## [Exercise]
Would you restate the entries below exactly, keeping every line?
== Source information ==
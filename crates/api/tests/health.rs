//! Integration tests for the health check endpoint and general HTTP behaviour.

mod common;

use axum::http::StatusCode;
use common::{body_json, build_test_app, get};
use sqlx::SqlitePool;

#[sqlx::test(migrations = "../db/migrations")]
async fn health_check_returns_ok_with_json(pool: SqlitePool) {
    let tmp = tempfile::tempdir().unwrap();
    let app = build_test_app(pool, tmp.path());
    let response = get(app, "/health").await;

    assert_eq!(response.status(), StatusCode::OK);

    let json = body_json(response).await;
    assert_eq!(json["status"], "ok");
    assert!(json["version"].is_string());
    assert_eq!(json["db_healthy"], true);
}

#[sqlx::test(migrations = "../db/migrations")]
async fn unknown_route_returns_404(pool: SqlitePool) {
    let tmp = tempfile::tempdir().unwrap();
    let app = build_test_app(pool, tmp.path());
    let response = get(app, "/this-route-does-not-exist").await;

    assert_eq!(response.status(), StatusCode::NOT_FOUND);
}

#[sqlx::test(migrations = "../db/migrations")]
async fn response_contains_x_request_id_header(pool: SqlitePool) {
    let tmp = tempfile::tempdir().unwrap();
    let app = build_test_app(pool, tmp.path());
    let response = get(app, "/health").await;

    let request_id = response
        .headers()
        .get("x-request-id")
        .expect("Response must contain an x-request-id header");
    assert_eq!(request_id.to_str().unwrap().len(), 36);
}
//! Rendering tests against ratatui's in-memory backend.

use ratatui::{Terminal, backend::TestBackend, buffer::Buffer, layout::Rect};
use rewind_games::ui::{ScreenLayout, draw, status_text};
use rewind_games::{Action, Focus, GameController, Theme};
use rewind_tictactoe::Position;

const WIDTH: u16 = 100;
const HEIGHT: u16 = 30;

fn render(controller: &GameController) -> (Buffer, ScreenLayout) {
    let mut terminal = Terminal::new(TestBackend::new(WIDTH, HEIGHT)).unwrap();
    let mut layout = ScreenLayout::default();
    terminal
        .draw(|f| layout = draw(f, controller, &Theme::default()))
        .unwrap();
    (terminal.backend().buffer().clone(), layout)
}

fn text_in(buffer: &Buffer, area: Rect) -> String {
    let mut out = String::new();
    for y in area.top()..area.bottom() {
        for x in area.left()..area.right() {
            out.push_str(buffer[(x, y)].symbol());
        }
        out.push('\n');
    }
    out
}

fn play(controller: &mut GameController, cells: &[usize]) {
    for &cell in cells {
        let pos = Position::from_index(cell).unwrap();
        controller.apply(Action::PlayCell(pos));
    }
}

#[test]
fn test_draw_returns_same_layout_as_compute() {
    let (_, layout) = render(&GameController::new());
    assert_eq!(layout, ScreenLayout::compute(Rect::new(0, 0, WIDTH, HEIGHT)));
}

#[test]
fn test_fresh_game_screen() {
    let controller = GameController::new();
    let (buffer, layout) = render(&controller);

    assert!(text_in(&buffer, layout.status).contains("Next player: X"));
    assert!(text_in(&buffer, layout.replay).contains("Replay"));
    let history = text_in(&buffer, layout.history);
    assert!(history.contains("Game start"));
    assert!(!history.contains("Move #1"));

    for pos in Position::ALL {
        let label = (pos.to_index() + 1).to_string();
        assert!(text_in(&buffer, layout.cells[pos.to_index()]).contains(&label));
    }
}

#[test]
fn test_marks_and_history_entries() {
    let mut controller = GameController::new();
    play(&mut controller, &[4, 0]);
    let (buffer, layout) = render(&controller);

    assert!(text_in(&buffer, layout.cells[4]).contains('X'));
    assert!(text_in(&buffer, layout.cells[0]).contains('O'));

    let history = text_in(&buffer, layout.history);
    assert!(history.contains("Move #1"));
    assert!(history.contains("X → Center"));
    assert!(history.contains("Move #2"));
    assert!(history.contains("O → Top-left"));
}

#[test]
fn test_only_winning_cells_highlighted() {
    let mut controller = GameController::new();
    play(&mut controller, &[0, 4, 1, 5, 2]);
    let theme = Theme::default();
    let (buffer, layout) = render(&controller);

    assert!(text_in(&buffer, layout.status).contains("Winner: X"));
    for (index, cell) in layout.cells.iter().enumerate() {
        let centre = &buffer[(cell.x + cell.width / 2, cell.y + 1)];
        if index <= 2 {
            assert_eq!(centre.bg, theme.winner, "cell {} should be highlighted", index);
        } else {
            assert_ne!(centre.bg, theme.winner, "cell {} should be plain", index);
            assert_ne!(centre.bg, theme.selection, "cell {} should be plain", index);
        }
    }
}

#[test]
fn test_viewing_past_step_is_noted() {
    let mut controller = GameController::new();
    play(&mut controller, &[0, 4, 1]);
    controller.apply(Action::JumpTo(1));

    let status = controller.game().status();
    assert_eq!(status_text(&controller, status), "Next player: O (viewing step 1 of 3)");

    let (buffer, layout) = render(&controller);
    assert!(text_in(&buffer, layout.history).contains("▶ Move #1"));
    // Cell 4 was filled after step 1 and must not show.
    assert!(!text_in(&buffer, layout.cells[4]).contains('O'));
}

#[test]
fn test_draw_status() {
    let mut controller = GameController::new();
    play(&mut controller, &[0, 1, 2, 4, 3, 5, 7, 6, 8]);
    let (buffer, layout) = render(&controller);
    assert!(text_in(&buffer, layout.status).contains("No more moves left"));
}

#[test]
fn test_history_focus_changes_border_only() {
    let mut controller = GameController::new();
    controller.apply(Action::ToggleFocus);
    assert_eq!(*controller.focus(), Focus::History);
    let (buffer, layout) = render(&controller);
    assert!(text_in(&buffer, layout.history).contains("History"));
}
===
## [Task solution]
filename crates/api/tests/health.rs
//! Integration tests for the health check endpoint and general HTTP behaviour.

mod common;

use axum::http::StatusCode;
use common::{body_json, build_test_app, get};
use sqlx::SqlitePool;

#[sqlx::test(migrations = "../db/migrations")]
async fn health_check_returns_ok_with_json(pool: SqlitePool) {
    let tmp = tempfile::tempdir().unwrap();
    let app = build_test_app(pool, tmp.path());
    let response = get(app, "/health").await;

    assert_eq!(response.status(), StatusCode::OK);

    let json = body_json(response).await;
    assert_eq!(json["status"], "ok");
    assert!(json["version"].is_string());
    assert_eq!(json["db_healthy"], true);
}

#[sqlx::test(migrations = "../db/migrations")]
async fn unknown_route_returns_404(pool: SqlitePool) {
    let tmp = tempfile::tempdir().unwrap();
    let app = build_test_app(pool, tmp.path());
    let response = get(app, "/this-route-does-not-exist").await;

    assert_eq!(response.status(), StatusCode::NOT_FOUND);
}

#[sqlx::test(migrations = "../db/migrations")]
async fn response_contains_x_request_id_header(pool: SqlitePool) {
    let tmp = tempfile::tempdir().unwrap();
    let app = build_test_app(pool, tmp.path());
    let response = get(app, "/health").await;

    let request_id = response
        .headers()
        .get("x-request-id")
        .expect("Response must contain an x-request-id header");
    assert_eq!(request_id.to_str().unwrap().len(), 36);
}
//! Rendering tests against ratatui's in-memory backend.

use ratatui::{Terminal, backend::TestBackend, buffer::Buffer, layout::Rect};
use rewind_games::ui::{ScreenLayout, draw, status_text};
use rewind_games::{Action, Focus, GameController, Theme};
use rewind_tictactoe::Position;

const WIDTH: u16 = 100;
const HEIGHT: u16 = 30;

fn render(controller: &GameController) -> (Buffer, ScreenLayout) {
    let mut terminal = Terminal::new(TestBackend::new(WIDTH, HEIGHT)).unwrap();
    let mut layout = ScreenLayout::default();
    terminal
        .draw(|f| layout = draw(f, controller, &Theme::default()))
        .unwrap();
    (terminal.backend().buffer().clone(), layout)
}

fn text_in(buffer: &Buffer, area: Rect) -> String {
    let mut out = String::new();
    for y in area.top()..area.bottom() {
        for x in area.left()..area.right() {
            out.push_str(buffer[(x, y)].symbol());
        }
        out.push('\n');
    }
    out
}

fn play(controller: &mut GameController, cells: &[usize]) {
    for &cell in cells {
        let pos = Position::from_index(cell).unwrap();
        controller.apply(Action::PlayCell(pos));
    }
}

#[test]
fn test_draw_returns_same_layout_as_compute() {
    let (_, layout) = render(&GameController::new());
    assert_eq!(layout, ScreenLayout::compute(Rect::new(0, 0, WIDTH, HEIGHT)));
}

#[test]
fn test_fresh_game_screen() {
    let controller = GameController::new();
    let (buffer, layout) = render(&controller);

    assert!(text_in(&buffer, layout.status).contains("Next player: X"));
    assert!(text_in(&buffer, layout.replay).contains("Replay"));
    let history = text_in(&buffer, layout.history);
    assert!(history.contains("Game start"));
    assert!(!history.contains("Move #1"));

    for pos in Position::ALL {
        let label = (pos.to_index() + 1).to_string();
        assert!(text_in(&buffer, layout.cells[pos.to_index()]).contains(&label));
    }
}

#[test]
fn test_marks_and_history_entries() {
    let mut controller = GameController::new();
    play(&mut controller, &[4, 0]);
    let (buffer, layout) = render(&controller);

    assert!(text_in(&buffer, layout.cells[4]).contains('X'));
    assert!(text_in(&buffer, layout.cells[0]).contains('O'));

    let history = text_in(&buffer, layout.history);
    assert!(history.contains("Move #1"));
    assert!(history.contains("X → Center"));
    assert!(history.contains("Move #2"));
    assert!(history.contains("O → Top-left"));
}

#[test]
fn test_only_winning_cells_highlighted() {
    let mut controller = GameController::new();
    play(&mut controller, &[0, 4, 1, 5, 2]);
    let theme = Theme::default();
    let (buffer, layout) = render(&controller);

    assert!(text_in(&buffer, layout.status).contains("Winner: X"));
    for (index, cell) in layout.cells.iter().enumerate() {
        let centre = &buffer[(cell.x + cell.width / 2, cell.y + 1)];
        if index <= 2 {
            assert_eq!(centre.bg, theme.winner, "cell {} should be highlighted", index);
        } else {
            assert_ne!(centre.bg, theme.winner, "cell {} should be plain", index);
            assert_ne!(centre.bg, theme.selection, "cell {} should be plain", index);
        }
    }
}

#[test]
fn test_viewing_past_step_is_noted() {
    let mut controller = GameController::new();
    play(&mut controller, &[0, 4, 1]);
    controller.apply(Action::JumpTo(1));

    let status = controller.game().status();
    assert_eq!(status_text(&controller, status), "Next player: O (viewing step 1 of 3)");

    let (buffer, layout) = render(&controller);
    assert!(text_in(&buffer, layout.history).contains("▶ Move #1"));
    // Cell 4 was filled after step 1 and must not show.
    assert!(!text_in(&buffer, layout.cells[4]).contains('O'));
}

#[test]
fn test_draw_status() {
    let mut controller = GameController::new();
    play(&mut controller, &[0, 1, 2, 4, 3, 5, 7, 6, 8]);
    let (buffer, layout) = render(&controller);
    assert!(text_in(&buffer, layout.status).contains("No more moves left"));
}

#[test]
fn test_history_focus_changes_border_only() {
    let mut controller = GameController::new();
    controller.apply(Action::ToggleFocus);
    assert_eq!(*controller.focus(), Focus::History);
    let (buffer, layout) = render(&controller);
    assert!(text_in(&buffer, layout.history).contains("History"));
}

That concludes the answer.